To meet the needs of a rapidly changing world, GFDRR Labs supports the use of innovative approaches to science, technology, communication and design in promoting new ideas and the development of original tools to empower decision-makers in vulnerable countries to strengthen their resilience. Recent innovations in the field have enabled better access to disaster and climate risk information and a greater capacity to create, manage, and use this information. Lab activities are designed and implemented in partnership with government institutions and key international and local partners, ensuring that all activities add value in planning, operational, and recovery activities.

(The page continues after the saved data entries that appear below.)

//! Dependency graph handed to the external execution engine.
//!
//! Tasks are appended once and never mutated. Edges can only be drawn between
//! handles returned by [`WorkflowGraph::add_task`], so a stage can never be
//! wired to a task that has not been emitted yet.

use serde::{Deserialize, Serialize};
use std::collections::{BTreeSet, HashMap, HashSet};

use crate::error::{PlanError, Result};
use crate::types::{Edge, StageKind, Task};

/// Handle to a task already in the graph
#[derive(Debug, Clone, Copy, PartialEq, Eq, Hash, PartialOrd, Ord)]
pub struct TaskRef(usize);

/// Serialized form of a graph
#[derive(Debug, Clone, Default, Serialize, Deserialize)]
pub struct GraphDocument {
    #[serde(default)]
    pub tasks: Vec<Task>,
    #[serde(default)]
    pub edges: Vec<Edge>,
}

/// Append-only DAG of tasks
#[derive(Debug, Clone, Default, Serialize, Deserialize)]
#[serde(try_from = "GraphDocument", into = "GraphDocument")]
pub struct WorkflowGraph {
    tasks: Vec<Task>,
    edges: Vec<Edge>,
    index: HashMap<String, usize>,
    producers: HashMap<String, usize>,
    parents: Vec<Vec<usize>>,
    children: Vec<Vec<usize>>,
    edge_set: HashSet<(usize, usize)>,
}

impl WorkflowGraph {
    pub fn new() -> Self {
        Self::default()
    }

    /// Rebuild a graph from its parts, validating ids, producers and acyclicity
    pub fn from_parts(tasks: Vec<Task>, edges: Vec<Edge>) -> Result<Self> {
        let mut graph = WorkflowGraph::new();
        for task in tasks {
            graph.add_task(task)?;
        }
        for edge in edges {
            let parent = graph.lookup(&edge.parent)?;
            let child = graph.lookup(&edge.child)?;
            graph.add_edge(parent, child)?;
        }
        graph.topological_order()?;
        Ok(graph)
    }

    /// Append a task. Its id and every declared output must be new.
    pub fn add_task(&mut self, task: Task) -> Result<TaskRef> {
        if self.index.contains_key(&task.id) {
            return Err(PlanError::DuplicateTask(task.id));
        }
        for output in &task.outputs {
            if let Some(&existing) = self.producers.get(&output.name) {
                return Err(PlanError::DuplicateOutput {
                    file: output.name.clone(),
                    first: self.tasks[existing].id.clone(),
                    second: task.id.clone(),
                });
            }
        }

        let idx = self.tasks.len();
        for output in &task.outputs {
            self.producers.insert(output.name.clone(), idx);
        }
        self.index.insert(task.id.clone(), idx);
        self.tasks.push(task);
        self.parents.push(Vec::new());
        self.children.push(Vec::new());
        Ok(TaskRef(idx))
    }

    /// Require `parent` to finish before `child` starts. Repeated edges are
    /// recorded once.
    pub fn add_edge(&mut self, parent: TaskRef, child: TaskRef) -> Result<()> {
        if parent == child {
            return Err(PlanError::SelfDependency(self.tasks[child.0].id.clone()));
        }
        if !self.edge_set.insert((parent.0, child.0)) {
            return Ok(());
        }
        self.parents[child.0].push(parent.0);
        self.children[parent.0].push(child.0);
        self.edges.push(Edge {
            parent: self.tasks[parent.0].id.clone(),
            child: self.tasks[child.0].id.clone(),
        });
        Ok(())
    }

    pub fn add_edges(&mut self, parents: &[TaskRef], child: TaskRef) -> Result<()> {
        for parent in parents {
            self.add_edge(*parent, child)?;
        }
        Ok(())
    }

    pub fn lookup(&self, id: &str) -> Result<TaskRef> {
        self.index
            .get(id)
            .map(|&idx| TaskRef(idx))
            .ok_or_else(|| PlanError::UnknownTask(id.to_string()))
    }

    pub fn get(&self, task: TaskRef) -> &Task {
        &self.tasks[task.0]
    }

    pub fn task(&self, id: &str) -> Option<&Task> {
        self.index.get(id).map(|&idx| &self.tasks[idx])
    }

    pub fn tasks(&self) -> &[Task] {
        &self.tasks
    }

    pub fn edges(&self) -> &[Edge] {
        &self.edges
    }

    pub fn len(&self) -> usize {
        self.tasks.len()
    }

    pub fn is_empty(&self) -> bool {
        self.tasks.is_empty()
    }

    /// Direct predecessors of a task, in the order the edges were drawn
    pub fn parents(&self, id: &str) -> Vec<&Task> {
        self.index
            .get(id)
            .map(|&idx| self.parents[idx].iter().map(|&p| &self.tasks[p]).collect())
            .unwrap_or_default()
    }

    /// Direct successors of a task, in the order the edges were drawn
    pub fn children(&self, id: &str) -> Vec<&Task> {
        self.index
            .get(id)
            .map(|&idx| self.children[idx].iter().map(|&c| &self.tasks[c]).collect())
            .unwrap_or_default()
    }

    pub fn count(&self, stage: StageKind) -> usize {
        self.tasks.iter().filter(|t| t.stage == stage).count()
    }

    pub fn tasks_of(&self, stage: StageKind) -> impl Iterator<Item = &Task> {
        self.tasks.iter().filter(move |t| t.stage == stage)
    }

    /// Task that declares `file` as an output
    pub fn producer_of(&self, file: &str) -> Option<&Task> {
        self.producers.get(file).map(|&idx| &self.tasks[idx])
    }

    /// Declared inputs no task produces: raw images, the fixed template and
    /// generated manifests. These must exist before the graph runs.
    pub fn external_inputs(&self) -> Vec<String> {
        let inputs: BTreeSet<&str> = self
            .tasks
            .iter()
            .flat_map(|t| t.inputs.iter())
            .filter(|input| !self.producers.contains_key(input.as_str()))
            .map(String::as_str)
            .collect();
        inputs.into_iter().map(str::to_string).collect()
    }

    /// Dependency layers: every task's parents sit in strictly earlier layers.
    /// Within a layer tasks keep their insertion order.
    pub fn layers(&self) -> Result<Vec<Vec<&Task>>> {
        let mut indegree: Vec<usize> = self.parents.iter().map(Vec::len).collect();
        let mut ready: Vec<usize> = (0..self.tasks.len()).filter(|&i| indegree[i] == 0).collect();
        let mut placed = 0;
        let mut layers = Vec::new();

        while !ready.is_empty() {
            let mut next = Vec::new();
            for &idx in &ready {
                for &child in &self.children[idx] {
                    indegree[child] -= 1;
                    if indegree[child] == 0 {
                        next.push(child);
                    }
                }
            }
            placed += ready.len();
            next.sort_unstable();
            layers.push(ready.iter().map(|&i| &self.tasks[i]).collect());
            ready = next;
        }

        if placed < self.tasks.len() {
            let stuck: Vec<&str> = (0..self.tasks.len())
                .filter(|&i| indegree[i] > 0)
                .map(|i| self.tasks[i].id.as_str())
                .collect();
            return Err(PlanError::Cycle(stuck.join(", ")));
        }
        Ok(layers)
    }

    pub fn topological_order(&self) -> Result<Vec<&Task>> {
        Ok(self.layers()?.into_iter().flatten().collect())
    }

    /// Longest dependency chain, first task to last
    pub fn critical_path(&self) -> Result<Vec<&Task>> {
        let order = self.topological_order()?;
        let mut depth: Vec<usize> = vec![1; self.tasks.len()];
        let mut via: Vec<Option<usize>> = vec![None; self.tasks.len()];

        for task in &order {
            let idx = self.index[&task.id];
            for &parent in &self.parents[idx] {
                if depth[parent] + 1 > depth[idx] {
                    depth[idx] = depth[parent] + 1;
                    via[idx] = Some(parent);
                }
            }
        }

        let mut path = Vec::new();
        let mut cursor = (0..self.tasks.len()).max_by_key(|&i| (depth[i], std::cmp::Reverse(i)));
        while let Some(idx) = cursor {
            path.push(&self.tasks[idx]);
            cursor = via[idx];
        }
        path.reverse();
        Ok(path)
    }
}

impl TryFrom<GraphDocument> for WorkflowGraph {
    type Error = PlanError;

    fn try_from(doc: GraphDocument) -> Result<Self> {
        WorkflowGraph::from_parts(doc.tasks, doc.edges)
    }
}

impl From<WorkflowGraph> for GraphDocument {
    fn from(graph: WorkflowGraph) -> Self {
        GraphDocument {
            tasks: graph.tasks,
            edges: graph.edges,
        }
    }
}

In 2011, GFDRR launched the Open Data for Resilience Initiative (OpenDRI) to apply the concepts of the global open data movement to the challenges of reducing vulnerability to natural hazards and the impacts of climate change. OpenDRI supports efforts to build capacity and long-term ownership of open data projects that are tailored to meet specific needs. OpenDRI is guided by nine core principles, and engages with client governments in three main areas:

  • Sharing data through open data platforms
  • Collecting data through community mapping and crowdsourcing
  • Using data through risk visualization and communication


Azavea is a software company that focuses on products and professional services for turning geospatial data into actionable insights. Azavea is a B corporation that operates with a mission to advance the state of the art in geospatial technology and apply it for civic, social, and environmental impact.


DrivenData runs online machine learning competitions where data scientists and quantitative experts from all around the world compete to build the best algorithms for social good. The DrivenData Labs team also works on data science projects directly with mission-driven organizations.